Possible Enhancements/optimizations. - Is quantization possible for kohya? ai toolkit has it. Serious speed boost for 1024 training, and bucketing multi resolutions.
-
Is it possible to add quantization? with ai toolkit i get 22.1gb vram doing 1024 training, and 1400 steps done in 45 mins in kohya 1024 training, takes me nearly 2 hours with the same amount.
-
Multiresolution training with bucketing, it buckets all my images into 512, 768, and 1024.
overall I'm getting quite good results.
I also noticed that ai toolkit has an option in the config for content_or_style:
and i pick content_or_style: balanced.
this seems to give me great flexibility when prompting.
however with a lora trained on kohya, it seems to stick to the data, i can't prompt for anime style or comic style with my training all that well.
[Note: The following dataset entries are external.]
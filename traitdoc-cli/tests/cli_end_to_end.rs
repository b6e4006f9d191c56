//! Binary-level tests: each runs `traitdoc` inside a scratch project.

use std::path::Path;
use std::process::Command;

use assert_cmd::prelude::*;
use assert_fs::prelude::*;
use assert_fs::TempDir;
use predicates::prelude::*;
use predicates::str::contains;

const CONFIG: &str = "\
doc_dir: docs
trait_path: modules/traits/pages
nav_path: modules/ROOT/nav.adoc
list_path: modules/traits/pages/traits.adoc
schemas: schemas
catalog: catalog.yaml
";

const CATALOG: &str = "\
profiles:
  - name: Kubernetes
    traits: [timer, affinity]
platform_traits: [affinity]
";

const SCHEMAS: &str = "\
types:
  - name: TimerTrait
    comments: [\"The timer trait.\", \"+trait-id=timer\"]
    fields:
      - property: period
        type: int64
        comments: [\"The period.\"]
  - name: AffinityTrait
    comments: [\"+trait-id=affinity\"]
    fields:
      - property: enabled
        type: bool
";

fn traitdoc(dir: &Path) -> Command {
    let mut cmd = Command::new(assert_cmd::cargo::cargo_bin!("traitdoc"));
    cmd.current_dir(dir).env_remove("RUST_LOG");
    cmd
}

fn project() -> TempDir {
    let tmp = TempDir::new().expect("tempdir");
    tmp.child("traitdoc.yaml").write_str(CONFIG).expect("config");
    tmp.child("catalog.yaml").write_str(CATALOG).expect("catalog");
    tmp.child("schemas/traits.yaml").write_str(SCHEMAS).expect("schemas");
    tmp
}

#[test]
fn generate_writes_pages_nav_and_list() {
    let tmp = project();
    traitdoc(tmp.path())
        .arg("generate")
        .assert()
        .success()
        .stdout(contains("2 trait page(s)"));

    tmp.child("docs/modules/traits/pages/timer.adoc")
        .assert(contains("= Timer Trait").and(contains("| timer.period")));
    tmp.child("docs/modules/traits/pages/affinity.adoc")
        .assert(contains("*platform trait*"));
    tmp.child("docs/modules/ROOT/nav.adoc").assert(contains(
        "** xref:traits:affinity.adoc[Affinity]\n** xref:traits:timer.adoc[Timer]\n",
    ));
    tmp.child("docs/modules/traits/pages/traits.adoc")
        .assert(contains("* xref:timer.adoc[Timer]"));
}

#[test]
fn dry_run_leaves_tree_untouched() {
    let tmp = project();
    traitdoc(tmp.path())
        .args(["generate", "--dry-run"])
        .assert()
        .success()
        .stdout(contains("[dry-run]"));
    tmp.child("docs").assert(predicate::path::missing());
}

#[test]
fn check_fails_until_generated() {
    let tmp = project();
    traitdoc(tmp.path())
        .arg("check")
        .assert()
        .failure()
        .stderr(contains("out of date"));

    traitdoc(tmp.path()).arg("generate").assert().success();
    traitdoc(tmp.path())
        .arg("check")
        .assert()
        .success()
        .stdout(contains("up to date"));
}

#[test]
fn diff_shows_reverted_hand_edit() {
    let tmp = project();
    traitdoc(tmp.path()).arg("generate").assert().success();
    traitdoc(tmp.path())
        .arg("diff")
        .assert()
        .success()
        .stdout(contains("No differences."));

    let page = tmp.child("docs/modules/traits/pages/timer.adoc");
    let edited = std::fs::read_to_string(page.path())
        .expect("read")
        .replace("| int64", "| int32");
    page.write_str(&edited).expect("edit");

    traitdoc(tmp.path())
        .arg("diff")
        .assert()
        .success()
        .stdout(contains("--- a/modules/traits/pages/timer.adoc").and(contains("+| int64")));
}

#[test]
fn overrides_take_precedence_over_config() {
    let tmp = project();
    traitdoc(tmp.path())
        .args(["generate", "--nav-path", "nav.adoc"])
        .assert()
        .success();
    tmp.child("docs/nav.adoc").assert(contains("xref:traits:timer.adoc"));
    tmp.child("docs/modules/ROOT/nav.adoc").assert(predicate::path::missing());
}

#[test]
fn list_json_reports_profiles_and_fields() {
    let tmp = project();
    let output = traitdoc(tmp.path())
        .args(["list", "--json"])
        .assert()
        .success()
        .get_output()
        .stdout
        .clone();
    let rows: serde_json::Value = serde_json::from_slice(&output).expect("json");
    assert_eq!(rows[0]["id"], "affinity");
    assert_eq!(rows[0]["platform"], true);
    assert_eq!(rows[1]["id"], "timer");
    assert_eq!(rows[1]["profiles"][0], "Kubernetes");
    assert_eq!(rows[1]["fields"][0], "period");
}

#[test]
fn list_table_names_each_trait() {
    let tmp = project();
    traitdoc(tmp.path())
        .arg("list")
        .assert()
        .success()
        .stdout(contains("timer").and(contains("affinity.adoc")));
}

#[test]
fn init_refuses_to_overwrite_without_force() {
    let tmp = TempDir::new().expect("tempdir");
    traitdoc(tmp.path()).arg("init").assert().success();
    tmp.child("traitdoc.yaml").assert(contains("doc_dir: docs"));

    traitdoc(tmp.path()).arg("init").assert().failure();
    traitdoc(tmp.path()).args(["init", "--force"]).assert().success();
}

#[test]
fn metadata_error_is_reported() {
    let tmp = project();
    tmp.child("schemas/broken.yaml")
        .write_str("types:\n  - name: Broken\n    comments: [\"+trait-id=\"]\n")
        .expect("schema");
    traitdoc(tmp.path())
        .arg("generate")
        .assert()
        .failure()
        .stderr(contains("generation failed"));
    tmp.child("docs").assert(predicate::path::missing());
}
- Is it possible to add quantization? with ai toolkit i get 22.1gb vram doing 1024 training, and 1400 steps done in 45 mins in kohya 1024 training, takes me nearly 2 hours with the same amount.
From my understanding, this is due to multi-resolution training: training at random resolutions from 512, 768, and 1024 is faster than training at 1024 alone.
2. Multiresolution training with bucketing, it buckets all my images into 512, 768, and 1024.
It's possible. See https://github.com/kohya-ss/sd-scripts/tree/sd3?tab=readme-ov-file#flux1-multi-resolution-training
If you use three resolutions, the number of total steps (=data) will increase three times, so please reduce the number of training steps/epochs accordingly.
I also noticed that ai toolkit has an option in the config for content_or_style:
and i pick content_or_style: balanced.
This option seems to change the distribution of timesteps (whether to have more ones closer to noise or more ones closer to the final image). Balanced is no adjustment, i.e. the same as sd-scripts: https://github.com/ostris/ai-toolkit/blob/e127c079da2fc6f8cafc03816e030d705a1ae43d/jobs/process/BaseSDTrainProcess.py#L956
Adjusting the distribution is not difficult to implement, but I would like to prioritize other features.
New option shift is added to --timestep_sampling. This changes the distribution of timesteps, so it may have the similar effect for AI-toolkit. Please see README on the sd3 branch.